İkinci
Enternasyonal kongrelerinin büyük bir kısmında sömürgeler meselesi incelendi ve
bu incelemelerin üzerinden hiçbir vakit uygulamaya konulamayacak kararlar
alındı. Ayrıca bu meseleler, çoğunlukla geri kalmış ülkelerin temsilcilerinin
katılımı olmaksızın tartışıldı ve belirli kararlara varıldı.
Dahası,
Rus ve İngiliz cellâtlar, ilk İran devrimini ezdiklerinde ve İran sosyal
demokrasisi yardım almak için yüzünü o dönemde İkinci Enternasyonal’in temsil
ettiği Avrupa işçi sınıfına döndüğünde, sömürgeler meselesiyle ilgili karar
oylandığı vakit ona oy kullanma hakkı bile verilmedi.
Bugün
Komünist Enternasyonal’in ikinci kongresinde bu mesele, ilk kez kapsamlı bir
biçimde ele alındı, dahası bu değerlendirmeye doğunun ve Amerika’nın sömürge
veya yarı-sömürge ülkelerinin neredeyse tamamının temsilcileri katıldı.
Komisyonumuzun
kabul ettiği karar, ezilen halklara mensup emekçi kitlelerin beklentilerini
tümüyle karşılamakta olup bilhassa bu ülkelerde sovyet hareketini canlandırma
ve teşvik etme noktasında önemli bir işlev görmüştür. İlk bakışta özel olarak
tümüyle veya kısmen bağımlı ülkelerdeki sovyet hareketinden bahsediliyormuş
gibi görünebilir.

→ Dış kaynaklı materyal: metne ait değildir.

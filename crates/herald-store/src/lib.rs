pub mod chats;
pub mod contacts;
pub mod database;
pub mod groups;
pub mod media;
pub mod messages;
pub mod migrations;
pub mod models;
pub mod search;

mod error;

pub use database::Store;
pub use error::StoreError;
pub use models::*;
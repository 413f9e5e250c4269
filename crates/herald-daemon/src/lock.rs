//! Data directory lock.
//!
//! `session.db` holds ratchet state that a second concurrent writer would
//! corrupt, and the upstream drops the session when it detects concurrent
//! access. One exclusive advisory lock per data directory keeps a second
//! daemon out before it can initialise anything.

use std::fs::{File, OpenOptions};
use std::io::ErrorKind;
use std::path::{Path, PathBuf};

use fs2::FileExt;

use herald_shared::ServiceError;

/// Name of the lock file inside the data directory.
pub const LOCK_FILE: &str = "LOCK";

pub struct DataDirLock {
    file: File,
    path: PathBuf,
}

impl DataDirLock {
    /// Acquire the exclusive lock for `data_dir`, creating the directory and
    /// the lock file as needed. Contention maps to `AlreadyRunning` and
    /// leaves existing files untouched.
    pub fn acquire(data_dir: &Path) -> Result<Self, ServiceError> {
        std::fs::create_dir_all(data_dir)
            .map_err(|e| ServiceError::Storage(format!("create data dir: {e}")))?;

        let path = data_dir.join(LOCK_FILE);
        let file = OpenOptions::new()
            .read(true)
            .write(true)
            .create(true)
            .truncate(false)
            .open(&path)
            .map_err(|e| ServiceError::Storage(format!("open lock file: {e}")))?;

        restrict_permissions(&file);

        match file.try_lock_exclusive() {
            Ok(()) => {
                tracing::debug!(path = %path.display(), "acquired data directory lock");
                Ok(Self { file, path })
            }
            Err(err) if err.kind() == ErrorKind::WouldBlock => Err(ServiceError::AlreadyRunning(
                data_dir.display().to_string(),
            )),
            Err(err) => Err(ServiceError::Storage(format!("lock data dir: {err}"))),
        }
    }

    pub fn path(&self) -> &Path {
        &self.path
    }

    /// Release the lock. Dropping the guard does the same.
    pub fn release(self) {
        drop(self);
    }
}

impl Drop for DataDirLock {
    fn drop(&mut self) {
        if let Err(err) = fs2::FileExt::unlock(&self.file) {
            tracing::warn!(error = %err, "failed to release data directory lock");
        }
    }
}

#[cfg(unix)]
fn restrict_permissions(file: &File) {
    use std::os::unix::fs::PermissionsExt;
    let _ = file.set_permissions(std::fs::Permissions::from_mode(0o600));
}

#[cfg(not(unix))]
fn restrict_permissions(_file: &File) {}

#[cfg(test)]
mod tests {
    use super::*;

    #[test]
    fn acquire_and_release() {
        let dir = tempfile::tempdir().unwrap();
        let lock = DataDirLock::acquire(dir.path()).unwrap();
        assert!(lock.path().exists());
        lock.release();

        // Released lock can be re-acquired.
        let _again = DataDirLock::acquire(dir.path()).unwrap();
    }

    #[test]
    fn second_acquire_fails_with_already_running() {
        let dir = tempfile::tempdir().unwrap();
        let _held = DataDirLock::acquire(dir.path()).unwrap();

        match DataDirLock::acquire(dir.path()) {
            Err(ServiceError::AlreadyRunning(path)) => {
                assert!(path.contains(dir.path().to_str().unwrap()));
            }
            Err(other) => panic!("expected AlreadyRunning, got {other}"),
            Ok(_) => panic!("second lock unexpectedly acquired"),
        }
    }

    #[test]
    fn contention_does_not_touch_existing_files() {
        let dir = tempfile::tempdir().unwrap();
        let marker = dir.path().join("app.db");
        std::fs::write(&marker, b"payload").unwrap();

        let _held = DataDirLock::acquire(dir.path()).unwrap();
        assert!(DataDirLock::acquire(dir.path()).is_err());

        assert_eq!(std::fs::read(&marker).unwrap(), b"payload");
    }
}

Lâkin bu ülkelerin toplumsal konumuna yakından bakıldığında
tüm şüphelerimiz kaybolmaktadır.
Yoldaş
Lenin, Başkir ve Kırgızistan’da genel olarak Türkistan’da Rus Komünist
Partisi’nin deneyimlerinden söz etti. Eğer sovyet sistemi bu ülkelerde
olgunlaşmayı başarırsa, sovyet hareketi, Hindistan ve İran’da, sınıfsal
ayrımların hızla netleştiği ülkelerde tüm gücüyle yayılma imkânı bulacaktır.
1870’te
tüm bu ülkelere ticaret sermayesi hâkimdi. Bu durum az da olsa değişti. Büyük
güçlerin yürüttükleri sömürgeci politikalar, söz konusu ülkelerin ulusal
sanayilerinin gelişimine mani olmak suretiyle onları büyük Avrupa merkezleri
için birer hammadde kaynağına ve birer pazara dönüştürdü. Avrupa kaynaklı
tüketim mallarının sömürgelere ihracı, sömürge ülkelerin yerli sanayiini
öldürdü.
Avrupa
ülkelerinde eski zanaatkâr kitlesi kapitalist sanayiinin hızlı büyümesi sonucu
proleterleşti ve yeni bir ideoloji edindi, ama binlerce talihsiz insanın
Avrupa’ya ve Amerika’ya göç etmek zorunda bırakan koşulların hüküm sürdüğü
doğuda böylesi bir gelişme yaşanmadı. Bu sömürge veya yarı-sömürge ülkelerde
köylü kitleleri yaşama imkânlarını neredeyse yitirdiler. Doğulu halklar vergi
yükü altında eziliyorlar. Sadece köylüler yiyecek üretiyorlar, dolayısıyla
tüccarları, sömürücüleri, işverenleri ve zalimleri onlar beslemek durumunda
kalıyorlar.
Doğuda
zulüm gören bu sınıf, güçlü bir devrimci parti örgütleyememiştir. Yönetici
sınıflar farklı talepler dillendirmektedir. Tüccarlar çıkarları gereği büyük
güçlerin sömürgeci politikalarının sürmesinden yanadırlar, burjuvazi ise dış
müdahale sebebiyle çıkarlarının zarar gördüğünü düşünmektedir. Din adamları,
farklı dinî inançlara sahip ülkelere mal ihracına karşı çıkmaktadır. Tüccarlar
ise bu ülkelerle ittifak kurma konusunda zerre tereddüt etmemektedirler.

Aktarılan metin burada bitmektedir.